- Developer: Amazon.com
- License: Proprietary software
- Website: aws.amazon.com/sqs/

= Amazon Simple Queue Service =

Cloud-based message queuing service

Amazon Simple Queue Service (Amazon SQS) is a distributed message queuing service introduced by Amazon.com as a beta in late 2004, and generally available in mid 2006.

==API==
Amazon provides SDKs in several programming languages, including:

- C++
- Go
- Java
- JavaScript
- Kotlin
- .NET
- PHP
- Python
- Ruby
- Rust
- Swift

A Java Message Service (JMS) 1.1 client for Amazon SQS was released in December 2014.

== Operation ==
Amazon SQS FIFO sessions are queue-based messaging systems that provide ordering guarantees within a message group or session attempt but do not necessarily guarantee ordered delivery in cases of retries or failures.

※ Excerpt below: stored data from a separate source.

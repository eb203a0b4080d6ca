//! Periodic reachability checks for a fixed set of URLs.
//!
//! This crate holds the probing core of the exporter:
//! - HTTP/HTTPS header-only checks
//! - Raw TCP connect checks for non-HTTP schemes (ftp, ssh, mysql, redis, ...)
//! - A ticker that fans out one task per target and retries connection failures
//! - An aggregation store with last results and per-status counters
//!
//! # Example
//!
//! ```no_run
//! use std::sync::Arc;
//! use tokio_util::sync::CancellationToken;
//! use urlcheck::{AggregationStore, CheckConfig, CheckerRegistry, Orchestrator};
//!
//! # async fn example() -> Result<(), Box<dyn std::error::Error>> {
//! let registry = Arc::new(CheckerRegistry::with_defaults()?);
//! let orchestrator = Arc::new(Orchestrator::new(
//!     ["https://example.com", "redis://cache.internal"],
//!     CheckConfig::default(),
//!     registry,
//! )?);
//!
//! let store = Arc::new(AggregationStore::new(orchestrator.targets()));
//! let token = CancellationToken::new();
//!
//! if let Some(results) = orchestrator.results() {
//!     let store = store.clone();
//!     let token = token.clone();
//!     tokio::spawn(async move { store.consume(results, token).await });
//! }
//!
//! let runner = orchestrator.clone();
//! tokio::spawn(async move { runner.start(token).await });
//!
//! let snapshot = store.snapshot().await;
//! # Ok(())
//! # }
//! ```

pub mod backoff;
pub mod checkers;
pub mod orchestrator;
pub mod store;
pub mod types;

pub use backoff::{Backoff, LinearBackoff};
pub use checkers::{CheckerRegistry, HttpChecker, ProtocolChecker, TcpChecker};
pub use orchestrator::{Orchestrator, RunState};
pub use store::{AggregationStore, StoreSnapshot, TargetSnapshot};
pub use types::{CheckConfig, CheckError, CheckResult, ERROR_LABEL, Target};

In SQS FIFO, messages in the same message group are processed in order, with subsequent messages held until the preceding message is successfully processed or moved to the dead-letter queue (DLQ). Once a message is placed in the DLQ, it is no longer retried, creating a gap in the sequence. However, the remaining messages continue to be delivered in order.

==Message delivery==
Messages can be of any type, and the data contained within is not restricted. Message bodies were initially limited to 8KB in size but was later raised to 64KB on 2010-07-01 and then 256KB on 2013-06-18. For larger messages, the user has a few options to get around this limitation. A large message can be split into multiple segments that are sent separately, or the message data can be stored using Amazon Simple Storage Service (Amazon S3) or Amazon DynamoDB with just a pointer to the data transmitted in the SQS message. Amazon has made an Extended Client Library available for this purpose.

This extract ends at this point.